Alice Winocour, dans son premier long métrage, porte à l’écran en la réinterprétant l’histoire d’Augustine, célèbre patiente du professeur Charcot…une histoire d’amour et de domination.
En 1885 à Paris, à l’hôpital de la Salpétrière, le professeur Charcot cherche à comprendre une mystérieuse maladie : l’hystérie. Augustine, jeune bonne de 19 ans va devenir son cobaye et la vedette des « Leçons du Mardi » où elle est exhibée au public.
Le film se structure autour de la relation entre le médecin et sa patiente, qui d’objet d’étude devient un objet de désir.
Si le film n’est pas a proprement parler un film historique, il explore en filigrane notre histoire intellectuelle, culturelle et sociale.
Le film se penche d’abord sur une grande page de l’histoire de la médecine.
Il montre comment Charcot, considéré comme le père de la neurologie moderne, fait de l’hystérie son objet d’étude principal. On le voit chercher à comprendre l’hystérie comme une pathologie. Avec son cobaye, il utilise la méthode expérimentale et est très attaché à la description clinique. Cependant ses efforts théoriques ne suffisant pas à soigner, il prend des risques et utilise l’hypnose, pour faire remonter les souvenirs traumatiques. Il ouvre ainsi les portes de la psychanalyse. C’est d’ailleurs en 1885, précisement que Freud a suivi les cours de Charcot à La Pitié.
Dans ce siècle encore imbu de ses valeurs scientistes, Charcot est présenté ici aussi, comme un homme de science saisi par le doute, en particulier, au moment où il est enfin accepté à l’Académie des Sciences. Il doit en effet la réussite de sa présentation à la simulation d’une crise d’hystérie par Augustine.
Ainsi se joue devant nous, spectateurs, un moment important de l’histoire de la psychiatrie.
Le film repose également sur l’histoire d’une double domination de genre et de classe.
La domination masculine totale qui caractérise l’organisation sociale de l’époque s’exprime au travers de plusieurs scènes.

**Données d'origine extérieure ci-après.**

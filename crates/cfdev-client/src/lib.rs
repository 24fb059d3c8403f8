//! Unprivileged client for the cfdevd privileged helper.
//!
//! Every call opens a fresh connection to the helper socket, performs the
//! handshake, sends one command, and reads its reply. The helper serves a
//! single exchange per connection, so a [`Client`] holds no open socket and
//! can be shared freely.
//!
//! ```no_run
//! use std::net::{Ipv4Addr, SocketAddrV4};
//!
//! let client = cfdev_client::Client::new("/var/tmp/cfdevd.socket");
//! client.add_ip_aliases()?;
//! let listener = client.bind(SocketAddrV4::new(Ipv4Addr::new(10, 245, 0, 2), 443))?;
//! # drop(listener);
//! # Ok::<(), cfdev_client::ClientError>(())
//! ```

mod errors;
pub mod installation;
mod transport;

use std::io::{self, Read, Write};
use std::net::{SocketAddrV4, TcpListener};
use std::os::unix::net::UnixStream;

use camino::{Utf8Path, Utf8PathBuf};
use tracing::debug;

use cfdev_config::Config;
use cfdev_protocol::{
    BIND_REPLY_LEN, BindRequest, BindStatus, COMMAND_REPLY_LEN, Command, CommandStatus,
};

pub use errors::{ClientError, InstallationError};

pub(crate) const CLIENT_TARGET: &str = "cfdev_client";

/// Handle on the helper listening at a Unix socket path.
#[derive(Debug, Clone, PartialEq, Eq)]
pub struct Client {
    socket: Utf8PathBuf,
}

impl Client {
    /// Targets the helper listening on `socket`.
    pub fn new(socket: impl Into<Utf8PathBuf>) -> Self {
        Self {
            socket: socket.into(),
        }
    }

    /// Targets the socket named by the shared configuration.
    #[must_use]
    pub fn from_config(config: &Config) -> Self {
        Self::new(config.daemon_socket())
    }

    /// Socket this client dials.
    #[must_use]
    pub fn socket(&self) -> &Utf8Path {
        &self.socket
    }

    /// Asks the helper to bind a TCP listener on `address` and returns it.
    ///
    /// The listener arrives as a transferred descriptor; it is already
    /// listening and owned solely by the caller.
    ///
    /// # Errors
    ///
    /// Returns [`ClientError::Bind`] with the helper's status when the bind
    /// fails, [`ClientError::MissingDescriptor`] when a success reply carries
    /// no descriptor, or a transport error.
    pub fn bind(&self, address: SocketAddrV4) -> Result<TcpListener, ClientError> {
        let command = Command::Bind(BindRequest::from(address));
        let mut stream = self.send(command)?;
        let read_error = |source: io::Error| ClientError::ReadReply {
            command: command.code(),
            source,
        };

        let mut frame = [0_u8; BIND_REPLY_LEN];
        let (received, descriptor) =
            transport::receive_with_fd(&stream, &mut frame).map_err(read_error)?;
        if let Some(rest) = frame.get_mut(received..) {
            stream.read_exact(rest).map_err(read_error)?;
        }

        let [status, ..] = frame;
        let status = BindStatus::from_byte(status);
        if !status.is_success() {
            return Err(ClientError::Bind(status));
        }
        let listener = descriptor
            .map(TcpListener::from)
            .ok_or(ClientError::MissingDescriptor)?;
        debug!(target: CLIENT_TARGET, %address, "received bound listener");
        Ok(listener)
    }

    /// Adds the configured loopback aliases on the host.
    ///
    /// # Errors
    ///
    /// Returns [`ClientError::CommandFailed`] when the helper reports failure,
    /// or a transport error.
    pub fn add_ip_aliases(&self) -> Result<(), ClientError> {
        self.run(Command::AddIpAlias)
    }

    /// Removes the configured loopback aliases from the host.
    ///
    /// # Errors
    ///
    /// As for [`Client::add_ip_aliases`].
    pub fn remove_ip_aliases(&self) -> Result<(), ClientError> {
        self.run(Command::RemoveIpAlias)
    }

    /// Asks the helper to deregister and delete itself.
    ///
    /// # Errors
    ///
    /// As for [`Client::add_ip_aliases`].
    pub fn uninstall(&self) -> Result<(), ClientError> {
        self.run(Command::Uninstall)
    }

    fn run(&self, command: Command) -> Result<(), ClientError> {
        let mut stream = self.send(command)?;
        let mut reply = [0_u8; COMMAND_REPLY_LEN];
        stream
            .read_exact(&mut reply)
            .map_err(|source| ClientError::ReadReply {
                command: command.code(),
                source,
            })?;
        let [status] = reply;
        if CommandStatus::from_byte(status).is_success() {
            debug!(target: CLIENT_TARGET, command = %command.code(), "command succeeded");
            Ok(())
        } else {
            Err(ClientError::CommandFailed {
                command: command.code(),
            })
        }
    }

    fn send(&self, command: Command) -> Result<UnixStream, ClientError> {
        let mut stream =
            transport::connect(&self.socket).map_err(|source| ClientError::Connect {
                socket: self.socket.clone(),
                source,
            })?;
        transport::handshake(&mut stream)?;
        stream
            .write_all(&command.encode())
            .map_err(|source| ClientError::SendCommand {
                command: command.code(),
                source,
            })?;
        Ok(stream)
    }
}

#[cfg(test)]
mod tests;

A la Salpétrière les femmes sont considérées comme des objets par les médecins (qui sont des figures toutes puissantes) : on les observe, on les exhibe, on les palpe, on ne s’adresse pas directement à elles. A la « Leçon du mardi », des hommes respectables du haut de l’amphithéâtre, viennent observer l’hystérique (le rapport de domination étant exprimé dans les plongées et contre plongées). La femme bourgeoise est aussi asservie, l’épouse de Charcot elle même est maintenue par le carcan d’un corset.
En plus d’être une femme, Augustine est une bonne qui travaille dans une famille bourgeoise; comme les femmes enfermées à la Salpétrière, elle est une femme du peuple. Alors que Charcot et les médecins sont les représentants de la classe dominante.
Mais les rapports de domination s’inversent…Pour Charcot, Augustine devient peu à peu un objet de désir. Elle se délivre peu à peu de la domination masculine et d’une société qui impose à tous la frustration sexuelle. Elle va s’émanciper en amenant Charcot à transgresser les limites de sa fonction et à tomber du côté du désir.
Ainsi Augustine est devenue maîtresse de sa guérison, elle s’enfuit de la Salpétrière, elle est libre. Charcot lui semble rester prisonnier…
Si ce film dresse de manière subtile le portrait d’une époque et de l’un de ses symptôme : l’hystérie, c’est aussi ll’histoire d’un rapport de domination qui s’inverse et qui permet à Augustine de se libérer. A voir et à conseiller.